Closed amurzeau closed 5 years ago
Yeah, this is probably the largest bug in SAR that I'm aware of and is the cause of several other reported issues. I think your analysis is correct. The most likely solution is that SarOrphanControlContext should call a new utility function that iterates the queue's pendingIrps list and cancels each of them. Basically would be the same as SarCancelHandleQueueIrp except without the check at https://github.com/eiz/SynchronousAudioRouter/blob/d4d5423c27c169fc5c69267f42acc28d032abcfb/SynchronousAudioRouter/utility.cpp#L286
Yes, I'm trying stuff. It seems the hang does not always occurs, multiprocessor system might be needed.
This is the code I'm trying, to be called when orphaning the context:
void SarCancelAllHandleQueueIrps(SarHandleQueue *handleQueue)
{
KIRQL irql;
LIST_ENTRY pendingIrqsToCancel;
InitializeListHead(&pendingIrqsToCancel);
KeAcquireSpinLock(&handleQueue->lock, &irql);
if (!IsListEmpty(&handleQueue->pendingIrps)) {
PLIST_ENTRY entry = handleQueue->pendingIrps.Flink;
RemoveEntryList(&handleQueue->pendingIrps);
InitializeListHead(&handleQueue->pendingIrps);
AppendTailList(&pendingIrqsToCancel, entry);
}
KeReleaseSpinLock(&handleQueue->lock, irql);
while (!IsListEmpty(&pendingIrqsToCancel)) {
SarHandleQueueIrp *pendingIrp =
CONTAINING_RECORD(pendingIrqsToCancel.Flink, SarHandleQueueIrp, listEntry);
PIRP irp = pendingIrp->irp;
RemoveEntryList(&pendingIrp->listEntry);
ZwClose(pendingIrp->kernelProcessHandle);
ExFreePoolWithTag(pendingIrp, SAR_TAG);
irp->IoStatus.Information = 0;
irp->IoStatus.Status = STATUS_CANCELLED;
IoCompleteRequest(irp, IO_NO_INCREMENT);
}
}
Note: the hang condition is instead to have at least something playing or recording on one of the endpoint, so SarASIO does SAR_WAIT_HANDLE_QUEUE IOCTL. If that IOCTL is not made, there is no pending IRP and thus no hang in case of a process crash or killed.
@eiz in cases you make a release, can you store the PDB files somewhere along with the release ?
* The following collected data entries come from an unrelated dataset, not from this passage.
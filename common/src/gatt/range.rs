//! # Handle Ranges
//!
//! Parsing and iteration of inclusive handle ranges.
//!
//! Supported input formats:
//! * **Single handle**: `"0x3"` expands to `0x0003-0x0003`.
//! * **Range**: `"0x7-0xa"`, both endpoints parsed independently.
//!
//! Endpoints are never reordered. A range whose start is above its end is kept
//! as written and simply yields no handles when iterated.

use std::fmt;
use std::str::FromStr;

use serde::{Deserialize, Serialize};

use super::handle::{Handle, parse_hex_u16};
use crate::error::FuzzError;

/// Tag given to ranges that were supplied on the command line instead of
/// being discovered on the device.
pub const MANUAL_TAG: &str = "manual";

#[derive(Debug, Clone, Copy, PartialEq, Eq, Hash, Serialize, Deserialize)]
pub struct HandleRange {
    pub start: Handle,
    pub end: Handle,
}

impl HandleRange {
    pub fn new(start: Handle, end: Handle) -> Self {
        Self { start, end }
    }

    pub fn single(handle: Handle) -> Self {
        Self::new(handle, handle)
    }

    pub fn is_reversed(&self) -> bool {
        self.start > self.end
    }

    pub fn contains(&self, handle: Handle) -> bool {
        self.start <= handle && handle <= self.end
    }

    /// Number of handles the range yields when iterated.
    pub fn len(&self) -> usize {
        if self.is_reversed() {
            0
        } else {
            usize::from(self.end.0 - self.start.0) + 1
        }
    }

    pub fn is_empty(&self) -> bool {
        self.len() == 0
    }

    pub fn handles(&self) -> impl Iterator<Item = Handle> + use<> {
        (self.start.0..=self.end.0).map(Handle)
    }
}

impl fmt::Display for HandleRange {
    fn fmt(&self, f: &mut fmt::Formatter<'_>) -> fmt::Result {
        write!(f, "{}-{}", self.start, self.end)
    }
}

impl FromStr for HandleRange {
    type Err = FuzzError;

    fn from_str(s: &str) -> Result<Self, Self::Err> {
        parse_hex_range(s)
    }
}

/// Parses `"<hex>"` or `"<hex>-<hex>"` into an inclusive range.
pub fn parse_hex_range(s: &str) -> Result<HandleRange, FuzzError> {
    let Some((start_str, end_str)) = s.split_once('-') else {
        let handle = Handle(parse_hex_u16(s)?);
        return Ok(HandleRange::single(handle));
    };

    if end_str.contains('-') {
        return Err(FuzzError::InvalidRange(format!(
            "too many '-' separators in '{s}'"
        )));
    }

    let start = Handle(parse_hex_u16(start_str)?);
    let end = Handle(parse_hex_u16(end_str)?);
    Ok(HandleRange::new(start, end))
}

/// A resolved group of handles to target, tagged with the UUID of the
/// primary service it came from (or [`MANUAL_TAG`]).
#[derive(Debug, Clone, PartialEq, Eq, Serialize, Deserialize)]
pub struct ServiceRange {
    pub start: Handle,
    pub end: Handle,
    pub uuid: String,
}

impl ServiceRange {
    pub fn new(start: Handle, end: Handle, uuid: impl Into<String>) -> Self {
        Self {
            start,
            end,
            uuid: uuid.into(),
        }
    }

    pub fn manual(range: HandleRange) -> Self {
        Self::new(range.start, range.end, MANUAL_TAG)
    }

    pub fn is_manual(&self) -> bool {
        self.uuid == MANUAL_TAG
    }

    pub fn range(&self) -> HandleRange {
        HandleRange::new(self.start, self.end)
    }

    pub fn handles(&self) -> impl Iterator<Item = Handle> + use<> {
        self.range().handles()
    }

    /// Case-insensitive prefix match on the service UUID.
    pub fn matches_uuid_prefix(&self, prefix: &str) -> bool {
        self.uuid
            .to_ascii_lowercase()
            .starts_with(&prefix.to_ascii_lowercase())
    }
}

impl fmt::Display for ServiceRange {
    fn fmt(&self, f: &mut fmt::Formatter<'_>) -> fmt::Result {
        write!(f, "{}-{} (UUID:{})", self.start, self.end, self.uuid)
    }
}

// ╔════════════════════════════════════════════╗
// ║ ████████╗███████╗███████╗████████╗███████╗ ║
// ║ ╚══██╔══╝██╔════╝██╔════╝╚══██╔══╝██╔════╝ ║
// ║    ██║   █████╗  ███████╗   ██║   ███████╗ ║
// ║    ██║   ██╔══╝  ╚════██║   ██║   ╚════██║ ║
// ║    ██║   ███████╗███████║   ██║   ███████║ ║
// ║    ╚═╝   ╚══════╝╚══════╝   ╚═╝   ╚══════╝ ║
// ╚════════════════════════════════════════════╝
So it's possible to have a meaningful call trace in case of a BSOD with SAR using the PDB, windbg and the generated minidump.
Thanks for merging the PR :-)
I've run the VS2017 code analyzer and it found some issues about functions called that require PASSIVE IRQ level while having a mutex lock which had increased the IRQ level. I will try to fix this and make another PR for this.
I didn't had any issues even when having audio running though SAR for a rather long time (> 10h), but I guess it depends on a lot of thing and might cause BSOD or hangs in particular cases, maybe more likely when adding / removing endpoints a lot.
@eiz I, do you plan to release a new version with this fix ? I've other fixes to share but these might cause bugs ... I've only tested my fixes with windows 10 by spamming endpoint creation / removal + using the driver verifier.
So I would rather prefer ones to have a fallback working version just in case other windows' behavior are not the same.
@eiz @amurzeau could one of you create a signed build with those changes? Thanks!
Hi,
I've found that killing a process that is running SAR cause a process hang. The process cannot be killed (even as administrator mode). This is the case when jackd use SAR via ASIO and is stopped with qjackctl (which probably kill jackd). Same when killing VBCABLE_AsioBridge.exe while using SAR and running (the hang doesn't appear if SAR is not running).
Using livekd, I've found the stacktrace to be:
Which means that, while being killed, the process get all its handles closed by Windows. But one of these handle is hung forever. That handle is the file one used to control the SAR driver ("{0eb287d4-6c04-4926-ae19-3c066a4c3f3a}") which has a pending IRP that never completed. That's a IRP_MJ_DEVICE_CONTROL / SAR_WAIT_HANDLE_QUEUE.
(the IRP raw code is 0x22c00c)
By reading the code, I think this is happening:
TLDR: there is a pending SAR_WAIT_HANDLE_QUEUE IRP never completed nor canceled when killing a process that use SAR. That cause a process hang and SAR cannot be used anymore if using ASIO4ALL (the underlying physical device is shown as being locked).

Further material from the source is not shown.